Ghana better off with $170m judgement debt
Meanwhile, the former Energy Minister, has justified the government’s decision to terminate the power agreement with independent contractor.
“We have paid almost over $1 billion for excess capacity. The review committee estimated that the contract as they were if they were allowed to stand, the country will be paying at the end of the 13th year $7.2 billion in excess capacity charges. Now if the country is going to be saddled with $7.2 billion for excess capacity, we needed to rethink. In the PPA review, what it said was that if we could get the termination and the management of all the excess capacity, the liability that we will be faced with is about $600 million out of pocket.”
“Now $600 million in year one compared to $7.2 billion, now even if you do the next present value calculation and bring the $7.2 billion into a one-year payment, we are still better off. I don’t understand why the people whose time these excess capacity contracts were signed now have the guts and the audacity to accuse people who are trying to manage the mess they created”.

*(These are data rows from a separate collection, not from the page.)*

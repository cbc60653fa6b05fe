// Copyright Materialize, Inc. and contributors. All rights reserved.
//
// Use of this software is governed by the Business Source License
// included in the LICENSE file.
//
// As of the Change Date specified in that file, in accordance with
// the Business Source License, use of this software will be governed
// by the Apache License, Version 2.0.

//! Connections to individual nodes.

use std::fmt::Debug;
use std::time::Duration;

use async_trait::async_trait;
use tokio_postgres::{Client, NoTls};
use tracing::{debug, trace, warn};

use citus_ore::retry::Retry;
use citus_ore::task;

use crate::{sql, NodeConfig, NodeError};

/// Opens connections to nodes.
#[async_trait]
pub trait NodeConnector: Debug + Send + Sync + 'static {
    /// Connects to the node and database described by `config`.
    async fn connect(&self, config: &NodeConfig) -> Result<Box<dyn NodeClient>, NodeError>;
}

/// A connection to one node, bound to one database at a time.
///
/// Every operation is idempotent: repeating it against a node where it
/// already took effect succeeds without changing anything.
#[async_trait]
pub trait NodeClient: Send + Sync {
    /// The node, identity and database this client is connected with.
    fn config(&self) -> &NodeConfig;

    /// Reconnects to `database` on the same node with the same identity.
    async fn use_database(&mut self, database: &str) -> Result<(), NodeError>;

    /// Creates the login role `name`, or updates its password and superuser
    /// flag if it exists.
    async fn ensure_role(
        &mut self,
        name: &str,
        password: Option<&str>,
        superuser: bool,
    ) -> Result<(), NodeError>;

    /// Removes the superuser attribute from `name`, if the role exists.
    async fn revoke_superuser(&mut self, name: &str) -> Result<(), NodeError>;

    /// Creates database `name` owned by `owner` unless it exists.
    async fn ensure_database(&mut self, name: &str, owner: &str) -> Result<(), NodeError>;

    /// Terminates every other session on database `name`, then drops it.
    async fn drop_database(&mut self, name: &str) -> Result<(), NodeError>;

    /// Enables extension `name` in the current database.
    async fn create_extension(&mut self, name: &str) -> Result<(), NodeError>;

    /// Records the address under which workers reach this node, which acts
    /// as coordinator for the current database.
    async fn set_coordinator_host(&mut self, host: &str, port: u16) -> Result<(), NodeError>;

    /// Registers a worker for the current database. Registering an already
    /// registered worker is a no-op.
    async fn add_worker(&mut self, host: &str, port: u16) -> Result<(), NodeError>;

    /// Redistributes the current database's shards across its workers.
    async fn rebalance(&mut self) -> Result<(), NodeError>;

    /// Runs a tenant-supplied script in the current database.
    async fn run_script(&mut self, script: &str) -> Result<(), NodeError>;

    /// Asks the server to reread its configuration files.
    async fn reload_config(&mut self) -> Result<(), NodeError>;
}

/// Connects with `primary`, trying each of `fallbacks` in turn while the
/// node rejects the credentials offered.
///
/// Used while credentials rotate: a node that already accepted a newer
/// identity in an earlier attempt no longer accepts the old one.
pub async fn connect_with_fallback(
    connector: &dyn NodeConnector,
    primary: &NodeConfig,
    fallbacks: &[NodeConfig],
) -> Result<Box<dyn NodeClient>, NodeError> {
    let mut result = connector.connect(primary).await;
    let mut tried = vec![primary];
    for fallback in fallbacks {
        match &result {
            Err(e) if e.is_auth_failure() => {}
            _ => break,
        }
        if tried.contains(&fallback) {
            continue;
        }
        debug!(
            host = %primary.host,
            "credentials rejected, retrying as {}",
            fallback.user
        );
        result = connector.connect(fallback).await;
        tried.push(fallback);
    }
    result
}

/// Connects to real nodes over the network.
#[derive(Debug, Clone)]
pub struct PostgresConnector {
    max_connect_duration: Duration,
}

impl PostgresConnector {
    /// Connection attempts that fail for reasons other than rejected
    /// credentials are retried for up to `max_connect_duration`.
    pub fn new(max_connect_duration: Duration) -> Self {
        PostgresConnector {
            max_connect_duration,
        }
    }

    async fn connect_client(&self, config: &NodeConfig) -> Result<Client, NodeError> {
        let pg_config = config.to_postgres();
        // Rejected credentials end the loop early by succeeding with an error.
        let outcome = Retry::default()
            .max_duration(self.max_connect_duration)
            .retry_async(|state| {
                let pg_config = pg_config.clone();
                let host = config.host.clone();
                async move {
                    match pg_config.connect(NoTls).await {
                        Ok((client, connection)) => {
                            let name = host.clone();
                            task::spawn(
                                || format!("postgres-connection:{name}"),
                                async move {
                                    if let Err(e) = connection.await {
                                        warn!(host = %host, "postgres connection failed: {e}");
                                    }
                                },
                            );
                            Ok(Ok(client))
                        }
                        Err(e) => {
                            let e = NodeError::from(e);
                            if e.is_auth_failure() {
                                Ok(Err(e))
                            } else {
                                debug!(host = %host, attempt = state.i, "connect failed: {e}");
                                Err(e)
                            }
                        }
                    }
                }
            })
            .await;
        outcome.and_then(|res| res)
    }
}

#[async_trait]
impl NodeConnector for PostgresConnector {
    async fn connect(&self, config: &NodeConfig) -> Result<Box<dyn NodeClient>, NodeError> {
        let client = self.connect_client(config).await?;
        trace!(host = %config.host, database = %config.database, "connected");
        Ok(Box::new(PostgresNode {
            connector: self.clone(),
            config: config.clone(),
            client,
        }))
    }
}

/// A live connection to one node.
struct PostgresNode {
    connector: PostgresConnector,
    config: NodeConfig,
    client: Client,
}

impl PostgresNode {
    async fn exists(&self, query: &str, name: &str) -> Result<bool, NodeError> {
        Ok(self.client.query_opt(query, &[&name]).await?.is_some())
    }

    async fn execute(&self, stmt: &str) -> Result<(), NodeError> {
        trace!(host = %self.config.host, database = %self.config.database, "executing: {stmt}");
        self.client.batch_execute(stmt).await?;
        Ok(())
    }
}

#[async_trait]
impl NodeClient for PostgresNode {
    fn config(&self) -> &NodeConfig {
        &self.config
    }

    async fn use_database(&mut self, database: &str) -> Result<(), NodeError> {
        if self.config.database == database {
            return Ok(());
        }
        let config = self.config.with_database(database);
        self.client = self.connector.connect_client(&config).await?;
        self.config = config;
        Ok(())
    }

    async fn ensure_role(
        &mut self,
        name: &str,
        password: Option<&str>,
        superuser: bool,
    ) -> Result<(), NodeError> {
        let stmt = if self.exists(sql::ROLE_EXISTS, name).await? {
            sql::alter_role(name, password, superuser)
        } else {
            sql::create_role(name, password, superuser)
        };
        // Not traced: the statement carries the password.
        self.client.batch_execute(&stmt).await?;
        Ok(())
    }

    async fn revoke_superuser(&mut self, name: &str) -> Result<(), NodeError> {
        if self.exists(sql::ROLE_EXISTS, name).await? {
            self.execute(&sql::revoke_superuser(name)).await?;
        }
        Ok(())
    }

    async fn ensure_database(&mut self, name: &str, owner: &str) -> Result<(), NodeError> {
        if !self.exists(sql::DATABASE_EXISTS, name).await? {
            self.execute(&sql::create_database(name, owner)).await?;
        }
        Ok(())
    }

    async fn drop_database(&mut self, name: &str) -> Result<(), NodeError> {
        let terminated = self.client.execute(sql::TERMINATE_SESSIONS, &[&name]).await?;
        debug!(host = %self.config.host, database = name, terminated, "terminated sessions");
        self.execute(&sql::drop_database(name)).await
    }

    async fn create_extension(&mut self, name: &str) -> Result<(), NodeError> {
        self.execute(&sql::create_extension(name)).await
    }

    async fn set_coordinator_host(&mut self, host: &str, port: u16) -> Result<(), NodeError> {
        self.client
            .execute(sql::SET_COORDINATOR_HOST, &[&host, &i32::from(port)])
            .await?;
        Ok(())
    }

    async fn add_worker(&mut self, host: &str, port: u16) -> Result<(), NodeError> {
        trace!(coordinator = %self.config.host, worker = host, "registering worker");
        self.client
            .execute(sql::ADD_WORKER, &[&host, &i32::from(port)])
            .await?;
        Ok(())
    }

    async fn rebalance(&mut self) -> Result<(), NodeError> {
        self.client.execute(sql::REBALANCE, &[]).await?;
        Ok(())
    }

    async fn run_script(&mut self, script: &str) -> Result<(), NodeError> {
        self.execute(script).await
    }

    async fn reload_config(&mut self) -> Result<(), NodeError> {
        self.client.execute(sql::RELOAD_CONFIG, &[]).await?;
        Ok(())
    }
}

The GPCC dragged the government of Ghana to the United Nations Commission on International Trade Law (UNCITRAL) after an official termination in 2018, demanding compensation from the government for a breach of the contract.
The court subsequently awarded the company an amount of $170 million to be paid by Ghana.
Ghana challenged the arbitration award in a UK court, but could not meet the deadlines to file its case citing the COVID-19 pandemic among others as reasons for the delay.
The Attorney General, Godfred Dame, has stated that processes are underway to thoroughly probe circumstances that led to Ghana being slapped with the $170 million judgement debt, although he noted that the cancellation saved Ghana a lot more.